▶ **Your instructions**:
Check every line of the data below for the word "bool". Copy the ones that have it.

[Data extracted from a collection]
• • •
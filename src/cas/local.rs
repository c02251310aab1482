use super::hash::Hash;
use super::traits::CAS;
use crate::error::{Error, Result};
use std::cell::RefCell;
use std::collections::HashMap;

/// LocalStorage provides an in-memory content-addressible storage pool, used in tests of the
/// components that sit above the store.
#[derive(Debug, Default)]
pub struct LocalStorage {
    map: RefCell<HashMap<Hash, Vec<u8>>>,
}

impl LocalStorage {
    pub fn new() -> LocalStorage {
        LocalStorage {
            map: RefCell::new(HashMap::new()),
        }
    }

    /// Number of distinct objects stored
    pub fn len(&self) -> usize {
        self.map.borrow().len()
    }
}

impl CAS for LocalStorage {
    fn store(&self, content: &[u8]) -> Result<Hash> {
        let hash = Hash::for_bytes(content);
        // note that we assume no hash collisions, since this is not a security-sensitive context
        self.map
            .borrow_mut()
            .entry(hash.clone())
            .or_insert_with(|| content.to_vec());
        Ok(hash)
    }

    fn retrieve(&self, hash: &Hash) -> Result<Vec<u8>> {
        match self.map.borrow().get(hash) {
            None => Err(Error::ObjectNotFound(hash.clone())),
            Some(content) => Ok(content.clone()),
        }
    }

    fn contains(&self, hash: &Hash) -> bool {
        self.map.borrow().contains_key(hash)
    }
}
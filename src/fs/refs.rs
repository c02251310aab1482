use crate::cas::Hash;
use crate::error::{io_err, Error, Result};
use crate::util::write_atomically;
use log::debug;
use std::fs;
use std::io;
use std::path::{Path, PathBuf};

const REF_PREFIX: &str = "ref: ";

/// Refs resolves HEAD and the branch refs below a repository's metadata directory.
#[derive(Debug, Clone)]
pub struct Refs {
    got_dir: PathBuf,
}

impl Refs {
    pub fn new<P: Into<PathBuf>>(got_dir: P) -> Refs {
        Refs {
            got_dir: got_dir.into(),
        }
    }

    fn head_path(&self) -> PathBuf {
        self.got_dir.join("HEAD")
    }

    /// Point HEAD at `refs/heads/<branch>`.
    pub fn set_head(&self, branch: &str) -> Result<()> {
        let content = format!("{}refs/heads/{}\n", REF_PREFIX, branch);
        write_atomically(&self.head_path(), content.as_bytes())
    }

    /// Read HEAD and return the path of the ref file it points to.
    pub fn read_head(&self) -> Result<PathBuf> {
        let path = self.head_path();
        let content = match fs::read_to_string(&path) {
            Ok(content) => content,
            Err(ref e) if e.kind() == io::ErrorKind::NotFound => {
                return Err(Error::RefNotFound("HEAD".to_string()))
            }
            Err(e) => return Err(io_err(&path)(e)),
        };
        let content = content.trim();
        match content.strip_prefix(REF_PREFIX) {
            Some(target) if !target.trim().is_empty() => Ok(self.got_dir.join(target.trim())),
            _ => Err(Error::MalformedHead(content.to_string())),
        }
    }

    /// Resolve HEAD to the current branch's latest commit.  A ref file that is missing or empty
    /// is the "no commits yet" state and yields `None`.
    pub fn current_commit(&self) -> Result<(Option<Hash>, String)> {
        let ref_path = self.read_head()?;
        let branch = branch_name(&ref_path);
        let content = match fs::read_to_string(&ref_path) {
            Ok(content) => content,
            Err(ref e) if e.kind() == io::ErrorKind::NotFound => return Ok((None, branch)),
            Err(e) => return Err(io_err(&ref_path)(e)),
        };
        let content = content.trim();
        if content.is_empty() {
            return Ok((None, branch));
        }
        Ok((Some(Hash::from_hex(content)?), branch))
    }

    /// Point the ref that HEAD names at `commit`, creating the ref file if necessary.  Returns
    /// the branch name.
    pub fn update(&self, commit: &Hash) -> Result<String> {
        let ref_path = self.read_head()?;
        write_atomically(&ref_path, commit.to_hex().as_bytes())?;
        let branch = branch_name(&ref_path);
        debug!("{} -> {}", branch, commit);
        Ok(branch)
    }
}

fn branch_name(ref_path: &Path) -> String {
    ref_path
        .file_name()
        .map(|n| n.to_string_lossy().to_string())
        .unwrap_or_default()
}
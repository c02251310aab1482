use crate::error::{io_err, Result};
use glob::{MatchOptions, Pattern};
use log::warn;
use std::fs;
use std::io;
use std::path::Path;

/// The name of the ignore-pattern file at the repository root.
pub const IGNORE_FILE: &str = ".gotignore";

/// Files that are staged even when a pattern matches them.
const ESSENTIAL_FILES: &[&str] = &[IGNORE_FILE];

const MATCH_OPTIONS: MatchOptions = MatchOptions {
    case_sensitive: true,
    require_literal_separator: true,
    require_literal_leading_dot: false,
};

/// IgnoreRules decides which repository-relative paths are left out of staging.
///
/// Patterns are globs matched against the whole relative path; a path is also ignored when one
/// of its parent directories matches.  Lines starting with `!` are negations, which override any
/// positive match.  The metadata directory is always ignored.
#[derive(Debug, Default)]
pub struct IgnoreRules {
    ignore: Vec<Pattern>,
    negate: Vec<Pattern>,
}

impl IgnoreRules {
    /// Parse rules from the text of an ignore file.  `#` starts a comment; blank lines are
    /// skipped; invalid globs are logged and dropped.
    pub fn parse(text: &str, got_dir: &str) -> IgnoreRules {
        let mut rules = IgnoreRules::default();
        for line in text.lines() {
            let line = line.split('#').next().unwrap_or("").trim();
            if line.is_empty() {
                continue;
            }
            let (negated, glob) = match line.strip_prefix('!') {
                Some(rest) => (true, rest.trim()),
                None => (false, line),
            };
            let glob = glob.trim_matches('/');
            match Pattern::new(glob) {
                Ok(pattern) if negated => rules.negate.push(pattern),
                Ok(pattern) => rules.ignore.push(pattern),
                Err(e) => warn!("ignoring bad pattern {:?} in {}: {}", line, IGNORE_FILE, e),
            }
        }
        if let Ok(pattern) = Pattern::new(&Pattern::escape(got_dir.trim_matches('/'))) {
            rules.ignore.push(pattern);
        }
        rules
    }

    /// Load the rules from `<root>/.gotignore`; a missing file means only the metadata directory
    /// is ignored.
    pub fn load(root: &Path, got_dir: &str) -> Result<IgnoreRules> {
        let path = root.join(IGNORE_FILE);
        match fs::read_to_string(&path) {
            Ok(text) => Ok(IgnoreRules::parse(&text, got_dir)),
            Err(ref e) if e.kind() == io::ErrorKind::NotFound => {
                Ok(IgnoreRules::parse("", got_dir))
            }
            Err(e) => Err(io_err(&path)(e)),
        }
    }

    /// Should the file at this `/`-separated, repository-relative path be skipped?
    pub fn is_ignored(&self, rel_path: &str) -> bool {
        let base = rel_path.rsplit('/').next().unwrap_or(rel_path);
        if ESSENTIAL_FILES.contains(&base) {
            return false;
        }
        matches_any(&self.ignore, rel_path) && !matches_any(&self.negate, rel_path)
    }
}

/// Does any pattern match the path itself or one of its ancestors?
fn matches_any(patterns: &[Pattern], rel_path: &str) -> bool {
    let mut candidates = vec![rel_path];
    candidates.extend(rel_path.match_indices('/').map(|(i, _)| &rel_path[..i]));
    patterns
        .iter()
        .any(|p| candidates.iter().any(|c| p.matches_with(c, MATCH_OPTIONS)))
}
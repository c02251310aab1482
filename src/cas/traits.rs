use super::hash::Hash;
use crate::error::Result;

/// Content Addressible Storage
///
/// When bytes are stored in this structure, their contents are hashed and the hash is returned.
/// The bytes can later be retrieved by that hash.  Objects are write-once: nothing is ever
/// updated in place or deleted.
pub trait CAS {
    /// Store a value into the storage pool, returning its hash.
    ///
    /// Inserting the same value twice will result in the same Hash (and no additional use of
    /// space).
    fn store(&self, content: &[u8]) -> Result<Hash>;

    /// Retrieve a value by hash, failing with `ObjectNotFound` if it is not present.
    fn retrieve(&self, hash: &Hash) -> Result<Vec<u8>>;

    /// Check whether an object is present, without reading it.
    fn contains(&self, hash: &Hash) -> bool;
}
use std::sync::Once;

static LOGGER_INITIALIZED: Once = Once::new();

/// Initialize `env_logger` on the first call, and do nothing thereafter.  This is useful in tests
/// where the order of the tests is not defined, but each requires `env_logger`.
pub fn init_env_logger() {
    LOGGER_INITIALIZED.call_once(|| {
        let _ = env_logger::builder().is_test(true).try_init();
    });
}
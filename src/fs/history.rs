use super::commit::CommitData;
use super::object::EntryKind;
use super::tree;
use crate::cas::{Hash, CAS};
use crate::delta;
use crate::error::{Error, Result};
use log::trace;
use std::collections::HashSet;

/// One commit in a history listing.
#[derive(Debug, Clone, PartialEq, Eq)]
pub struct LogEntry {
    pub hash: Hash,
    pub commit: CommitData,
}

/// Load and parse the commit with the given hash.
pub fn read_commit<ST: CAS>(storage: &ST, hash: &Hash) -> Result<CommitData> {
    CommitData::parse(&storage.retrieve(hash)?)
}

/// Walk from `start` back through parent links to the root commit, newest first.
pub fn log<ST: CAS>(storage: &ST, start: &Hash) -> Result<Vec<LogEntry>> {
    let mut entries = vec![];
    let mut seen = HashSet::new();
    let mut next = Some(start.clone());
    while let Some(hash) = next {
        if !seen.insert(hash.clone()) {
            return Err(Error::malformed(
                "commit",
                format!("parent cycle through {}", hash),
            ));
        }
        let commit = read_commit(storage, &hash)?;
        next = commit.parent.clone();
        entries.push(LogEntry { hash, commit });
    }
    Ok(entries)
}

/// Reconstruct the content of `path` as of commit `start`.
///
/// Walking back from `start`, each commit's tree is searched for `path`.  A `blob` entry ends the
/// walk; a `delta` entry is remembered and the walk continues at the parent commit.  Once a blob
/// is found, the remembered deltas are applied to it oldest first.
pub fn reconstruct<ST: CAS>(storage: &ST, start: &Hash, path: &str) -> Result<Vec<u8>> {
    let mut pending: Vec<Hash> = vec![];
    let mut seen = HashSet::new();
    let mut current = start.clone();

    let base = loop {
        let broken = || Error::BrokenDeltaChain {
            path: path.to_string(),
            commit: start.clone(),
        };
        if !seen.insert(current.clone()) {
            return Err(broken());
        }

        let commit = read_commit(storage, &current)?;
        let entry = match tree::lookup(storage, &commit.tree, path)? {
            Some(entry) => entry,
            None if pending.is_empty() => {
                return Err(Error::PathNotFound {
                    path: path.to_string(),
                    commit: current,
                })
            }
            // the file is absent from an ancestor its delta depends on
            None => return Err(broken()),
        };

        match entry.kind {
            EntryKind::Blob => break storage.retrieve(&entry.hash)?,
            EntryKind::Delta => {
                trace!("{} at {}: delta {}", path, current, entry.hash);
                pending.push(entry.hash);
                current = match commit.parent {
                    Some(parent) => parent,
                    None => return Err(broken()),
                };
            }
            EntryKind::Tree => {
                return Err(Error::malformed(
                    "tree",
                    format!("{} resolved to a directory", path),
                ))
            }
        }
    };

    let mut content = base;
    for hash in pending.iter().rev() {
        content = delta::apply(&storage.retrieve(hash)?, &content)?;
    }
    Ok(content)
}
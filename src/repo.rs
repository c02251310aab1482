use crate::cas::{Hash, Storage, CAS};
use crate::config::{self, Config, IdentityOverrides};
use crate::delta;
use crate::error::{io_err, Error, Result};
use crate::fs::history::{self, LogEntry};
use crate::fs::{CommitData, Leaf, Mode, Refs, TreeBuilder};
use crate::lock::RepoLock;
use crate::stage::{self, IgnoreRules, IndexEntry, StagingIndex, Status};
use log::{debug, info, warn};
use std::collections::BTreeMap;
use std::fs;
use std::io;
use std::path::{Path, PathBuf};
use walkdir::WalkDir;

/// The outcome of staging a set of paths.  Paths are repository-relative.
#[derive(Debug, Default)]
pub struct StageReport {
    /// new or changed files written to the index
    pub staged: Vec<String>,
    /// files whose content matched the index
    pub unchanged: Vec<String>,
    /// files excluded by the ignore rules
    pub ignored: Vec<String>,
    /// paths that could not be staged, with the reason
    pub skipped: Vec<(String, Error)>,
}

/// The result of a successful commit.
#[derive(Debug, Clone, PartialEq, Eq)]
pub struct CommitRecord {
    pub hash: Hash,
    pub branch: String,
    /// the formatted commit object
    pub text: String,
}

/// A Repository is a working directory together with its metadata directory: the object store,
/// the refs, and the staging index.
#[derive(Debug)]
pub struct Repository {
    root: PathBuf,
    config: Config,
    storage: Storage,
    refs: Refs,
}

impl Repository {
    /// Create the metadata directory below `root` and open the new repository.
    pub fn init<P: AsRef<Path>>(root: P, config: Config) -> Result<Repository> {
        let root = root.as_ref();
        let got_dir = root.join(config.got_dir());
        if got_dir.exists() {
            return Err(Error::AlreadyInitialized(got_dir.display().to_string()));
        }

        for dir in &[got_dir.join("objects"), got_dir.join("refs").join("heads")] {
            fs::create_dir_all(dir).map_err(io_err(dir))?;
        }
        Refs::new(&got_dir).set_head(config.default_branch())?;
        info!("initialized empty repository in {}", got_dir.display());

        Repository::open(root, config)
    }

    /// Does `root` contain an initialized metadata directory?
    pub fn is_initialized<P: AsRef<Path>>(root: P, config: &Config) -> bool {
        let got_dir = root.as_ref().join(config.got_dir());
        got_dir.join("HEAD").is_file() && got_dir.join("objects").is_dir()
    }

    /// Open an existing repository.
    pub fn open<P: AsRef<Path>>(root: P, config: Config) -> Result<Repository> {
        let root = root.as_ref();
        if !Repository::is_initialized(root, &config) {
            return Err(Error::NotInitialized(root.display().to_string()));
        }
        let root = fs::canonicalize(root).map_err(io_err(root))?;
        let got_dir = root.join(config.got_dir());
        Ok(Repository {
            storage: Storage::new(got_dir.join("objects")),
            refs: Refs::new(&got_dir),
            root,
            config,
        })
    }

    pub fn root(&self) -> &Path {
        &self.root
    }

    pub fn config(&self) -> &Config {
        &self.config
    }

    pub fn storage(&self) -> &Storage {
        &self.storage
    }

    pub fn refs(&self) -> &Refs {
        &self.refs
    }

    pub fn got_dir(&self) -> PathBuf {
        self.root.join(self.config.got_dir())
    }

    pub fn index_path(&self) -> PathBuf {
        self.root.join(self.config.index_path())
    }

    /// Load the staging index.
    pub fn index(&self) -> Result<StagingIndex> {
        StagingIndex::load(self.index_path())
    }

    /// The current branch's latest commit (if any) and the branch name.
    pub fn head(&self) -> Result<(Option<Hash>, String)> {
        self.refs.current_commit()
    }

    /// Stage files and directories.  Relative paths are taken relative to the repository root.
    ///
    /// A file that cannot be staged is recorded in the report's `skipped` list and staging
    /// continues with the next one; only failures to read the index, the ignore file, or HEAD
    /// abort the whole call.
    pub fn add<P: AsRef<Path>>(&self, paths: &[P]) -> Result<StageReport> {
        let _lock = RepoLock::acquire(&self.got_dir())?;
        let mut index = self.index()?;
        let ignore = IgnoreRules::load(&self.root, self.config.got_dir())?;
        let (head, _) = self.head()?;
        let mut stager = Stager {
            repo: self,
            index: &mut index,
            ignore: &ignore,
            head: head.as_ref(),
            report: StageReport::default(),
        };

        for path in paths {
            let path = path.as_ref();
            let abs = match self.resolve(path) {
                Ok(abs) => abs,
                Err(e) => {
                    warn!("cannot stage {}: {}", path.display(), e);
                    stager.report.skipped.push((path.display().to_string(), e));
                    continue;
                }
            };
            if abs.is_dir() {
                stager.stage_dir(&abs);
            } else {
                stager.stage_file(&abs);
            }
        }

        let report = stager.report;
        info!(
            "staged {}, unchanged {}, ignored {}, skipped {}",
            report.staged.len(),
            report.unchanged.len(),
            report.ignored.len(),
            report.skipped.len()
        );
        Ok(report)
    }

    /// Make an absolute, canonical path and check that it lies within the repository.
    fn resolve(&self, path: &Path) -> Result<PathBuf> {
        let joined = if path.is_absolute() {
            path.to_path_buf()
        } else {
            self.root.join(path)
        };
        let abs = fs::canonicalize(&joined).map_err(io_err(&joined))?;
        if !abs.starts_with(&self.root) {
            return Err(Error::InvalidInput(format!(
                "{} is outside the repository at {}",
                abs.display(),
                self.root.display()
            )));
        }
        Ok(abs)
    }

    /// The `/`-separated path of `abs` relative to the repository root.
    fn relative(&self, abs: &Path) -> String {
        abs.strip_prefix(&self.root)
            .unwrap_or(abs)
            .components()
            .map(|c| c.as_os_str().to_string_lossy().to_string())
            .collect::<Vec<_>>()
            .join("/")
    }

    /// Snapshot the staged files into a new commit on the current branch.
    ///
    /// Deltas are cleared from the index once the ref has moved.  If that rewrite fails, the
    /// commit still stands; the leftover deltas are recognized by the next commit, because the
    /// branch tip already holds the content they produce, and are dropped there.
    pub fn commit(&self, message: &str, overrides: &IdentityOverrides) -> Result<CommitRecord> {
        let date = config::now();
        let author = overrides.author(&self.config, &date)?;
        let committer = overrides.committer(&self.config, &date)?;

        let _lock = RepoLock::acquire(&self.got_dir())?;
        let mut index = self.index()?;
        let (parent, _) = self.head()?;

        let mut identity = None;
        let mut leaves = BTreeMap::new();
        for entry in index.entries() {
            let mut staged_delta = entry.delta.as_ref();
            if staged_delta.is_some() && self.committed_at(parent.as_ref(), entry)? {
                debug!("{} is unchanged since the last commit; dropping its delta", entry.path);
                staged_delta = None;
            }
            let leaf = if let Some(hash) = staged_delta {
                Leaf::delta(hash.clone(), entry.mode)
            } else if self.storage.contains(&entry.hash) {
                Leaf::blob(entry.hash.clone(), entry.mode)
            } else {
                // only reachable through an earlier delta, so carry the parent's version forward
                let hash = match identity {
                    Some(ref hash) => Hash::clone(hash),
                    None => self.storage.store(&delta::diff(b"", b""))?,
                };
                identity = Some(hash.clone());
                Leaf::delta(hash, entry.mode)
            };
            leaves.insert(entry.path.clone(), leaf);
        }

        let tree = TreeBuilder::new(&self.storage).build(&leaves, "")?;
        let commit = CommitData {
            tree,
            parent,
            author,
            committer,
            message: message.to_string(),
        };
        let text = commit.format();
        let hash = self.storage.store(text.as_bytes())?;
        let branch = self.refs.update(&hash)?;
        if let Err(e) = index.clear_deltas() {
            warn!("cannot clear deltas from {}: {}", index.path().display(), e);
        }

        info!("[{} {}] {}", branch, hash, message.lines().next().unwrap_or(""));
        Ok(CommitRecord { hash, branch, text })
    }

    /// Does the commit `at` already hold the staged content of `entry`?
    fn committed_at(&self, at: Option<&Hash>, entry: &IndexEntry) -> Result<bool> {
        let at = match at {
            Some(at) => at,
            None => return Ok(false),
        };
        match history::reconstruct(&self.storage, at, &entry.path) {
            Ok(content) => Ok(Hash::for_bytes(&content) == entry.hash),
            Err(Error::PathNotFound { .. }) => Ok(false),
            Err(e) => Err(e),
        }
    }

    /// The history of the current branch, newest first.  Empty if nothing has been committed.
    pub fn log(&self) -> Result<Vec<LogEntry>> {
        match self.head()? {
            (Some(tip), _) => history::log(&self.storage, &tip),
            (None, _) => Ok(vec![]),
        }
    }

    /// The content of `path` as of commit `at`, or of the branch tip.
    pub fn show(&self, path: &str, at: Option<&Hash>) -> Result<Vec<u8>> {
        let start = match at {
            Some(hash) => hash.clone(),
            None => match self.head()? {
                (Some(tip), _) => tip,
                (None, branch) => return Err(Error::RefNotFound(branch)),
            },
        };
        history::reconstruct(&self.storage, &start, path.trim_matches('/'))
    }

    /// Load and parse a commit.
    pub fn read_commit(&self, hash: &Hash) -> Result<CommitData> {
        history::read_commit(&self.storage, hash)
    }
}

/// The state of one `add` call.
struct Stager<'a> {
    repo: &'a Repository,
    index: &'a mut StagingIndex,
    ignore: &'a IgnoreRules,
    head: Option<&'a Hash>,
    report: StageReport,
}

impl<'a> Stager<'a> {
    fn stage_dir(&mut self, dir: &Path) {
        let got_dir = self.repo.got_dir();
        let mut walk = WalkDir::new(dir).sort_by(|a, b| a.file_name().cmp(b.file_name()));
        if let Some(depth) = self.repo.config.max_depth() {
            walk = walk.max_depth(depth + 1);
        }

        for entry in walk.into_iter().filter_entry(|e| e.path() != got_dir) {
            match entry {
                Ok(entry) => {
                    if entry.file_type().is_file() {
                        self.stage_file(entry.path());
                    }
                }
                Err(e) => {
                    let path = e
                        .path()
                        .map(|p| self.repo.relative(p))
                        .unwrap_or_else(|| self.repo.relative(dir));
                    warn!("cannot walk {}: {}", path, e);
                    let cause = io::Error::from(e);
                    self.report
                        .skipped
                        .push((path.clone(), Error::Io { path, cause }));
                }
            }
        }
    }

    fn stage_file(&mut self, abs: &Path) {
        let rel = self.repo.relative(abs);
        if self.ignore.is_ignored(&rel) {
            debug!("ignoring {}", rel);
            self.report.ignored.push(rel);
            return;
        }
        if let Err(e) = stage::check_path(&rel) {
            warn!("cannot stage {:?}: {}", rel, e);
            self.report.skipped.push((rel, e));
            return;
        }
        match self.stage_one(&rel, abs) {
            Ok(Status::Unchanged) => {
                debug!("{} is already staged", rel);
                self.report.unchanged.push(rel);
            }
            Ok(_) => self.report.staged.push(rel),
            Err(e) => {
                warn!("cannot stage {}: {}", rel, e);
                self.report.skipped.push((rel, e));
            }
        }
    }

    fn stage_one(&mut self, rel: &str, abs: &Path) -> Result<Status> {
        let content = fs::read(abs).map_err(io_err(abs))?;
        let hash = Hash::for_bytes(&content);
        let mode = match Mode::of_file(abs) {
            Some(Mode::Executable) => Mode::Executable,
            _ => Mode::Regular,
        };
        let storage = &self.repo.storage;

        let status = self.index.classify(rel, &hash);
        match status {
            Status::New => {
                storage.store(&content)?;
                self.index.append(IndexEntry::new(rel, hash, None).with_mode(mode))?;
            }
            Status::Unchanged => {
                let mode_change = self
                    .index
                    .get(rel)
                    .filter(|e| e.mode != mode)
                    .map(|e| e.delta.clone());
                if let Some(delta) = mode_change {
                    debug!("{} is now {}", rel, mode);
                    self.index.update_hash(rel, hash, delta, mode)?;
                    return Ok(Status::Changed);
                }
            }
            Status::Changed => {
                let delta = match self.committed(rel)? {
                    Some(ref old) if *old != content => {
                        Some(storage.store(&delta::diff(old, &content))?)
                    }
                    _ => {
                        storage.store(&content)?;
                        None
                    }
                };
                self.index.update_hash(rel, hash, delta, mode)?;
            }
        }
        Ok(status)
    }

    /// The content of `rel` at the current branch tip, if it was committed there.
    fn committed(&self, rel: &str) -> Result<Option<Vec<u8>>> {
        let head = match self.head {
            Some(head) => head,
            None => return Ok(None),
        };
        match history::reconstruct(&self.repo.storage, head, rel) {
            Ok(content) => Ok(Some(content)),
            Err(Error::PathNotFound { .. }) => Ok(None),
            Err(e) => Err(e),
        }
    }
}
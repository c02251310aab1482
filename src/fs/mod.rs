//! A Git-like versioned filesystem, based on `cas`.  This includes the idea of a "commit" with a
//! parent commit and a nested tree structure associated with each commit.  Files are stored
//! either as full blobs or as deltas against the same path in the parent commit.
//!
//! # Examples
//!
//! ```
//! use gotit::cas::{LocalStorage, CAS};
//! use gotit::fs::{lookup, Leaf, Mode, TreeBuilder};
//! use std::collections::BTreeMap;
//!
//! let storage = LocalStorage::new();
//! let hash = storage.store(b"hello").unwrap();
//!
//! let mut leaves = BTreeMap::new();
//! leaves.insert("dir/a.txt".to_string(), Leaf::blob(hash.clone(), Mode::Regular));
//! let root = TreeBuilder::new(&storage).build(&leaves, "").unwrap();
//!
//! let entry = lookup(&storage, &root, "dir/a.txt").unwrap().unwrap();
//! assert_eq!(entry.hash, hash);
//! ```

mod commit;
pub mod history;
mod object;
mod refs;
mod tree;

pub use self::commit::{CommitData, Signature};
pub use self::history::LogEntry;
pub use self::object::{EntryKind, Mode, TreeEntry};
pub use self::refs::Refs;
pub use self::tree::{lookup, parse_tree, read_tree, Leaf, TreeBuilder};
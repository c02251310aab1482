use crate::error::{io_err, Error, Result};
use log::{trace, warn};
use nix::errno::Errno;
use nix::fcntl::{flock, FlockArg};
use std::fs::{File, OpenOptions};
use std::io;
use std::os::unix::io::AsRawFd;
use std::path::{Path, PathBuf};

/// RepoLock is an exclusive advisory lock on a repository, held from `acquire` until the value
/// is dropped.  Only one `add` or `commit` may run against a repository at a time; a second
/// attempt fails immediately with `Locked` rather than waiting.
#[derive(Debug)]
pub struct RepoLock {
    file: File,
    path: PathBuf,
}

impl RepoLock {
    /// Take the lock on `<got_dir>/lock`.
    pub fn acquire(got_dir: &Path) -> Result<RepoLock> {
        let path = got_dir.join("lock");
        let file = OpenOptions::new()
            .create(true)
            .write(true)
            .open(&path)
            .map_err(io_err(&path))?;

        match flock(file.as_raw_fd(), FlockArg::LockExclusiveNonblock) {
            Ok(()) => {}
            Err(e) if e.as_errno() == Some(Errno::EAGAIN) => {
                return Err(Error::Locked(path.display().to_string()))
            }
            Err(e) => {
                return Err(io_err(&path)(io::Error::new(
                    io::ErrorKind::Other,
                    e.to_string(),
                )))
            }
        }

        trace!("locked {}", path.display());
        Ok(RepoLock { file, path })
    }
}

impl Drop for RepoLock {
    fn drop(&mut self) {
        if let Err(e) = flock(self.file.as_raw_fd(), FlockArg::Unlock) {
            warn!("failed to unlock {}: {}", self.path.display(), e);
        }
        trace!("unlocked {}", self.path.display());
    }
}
• • •
▶ **Result of this exercise**:
    fn contains(&self, hash: &Hash) -> bool {
    pub fn is_ignored(&self, rel_path: &str) -> bool {
fn matches_any(patterns: &[Pattern], rel_path: &str) -> bool {
    fn contains(&self, hash: &Hash) -> bool;
    pub fn is_initialized<P: AsRef<Path>>(root: P, config: &Config) -> bool {
    fn committed_at(&self, at: Option<&Hash>, entry: &IndexEntry) -> Result<bool> {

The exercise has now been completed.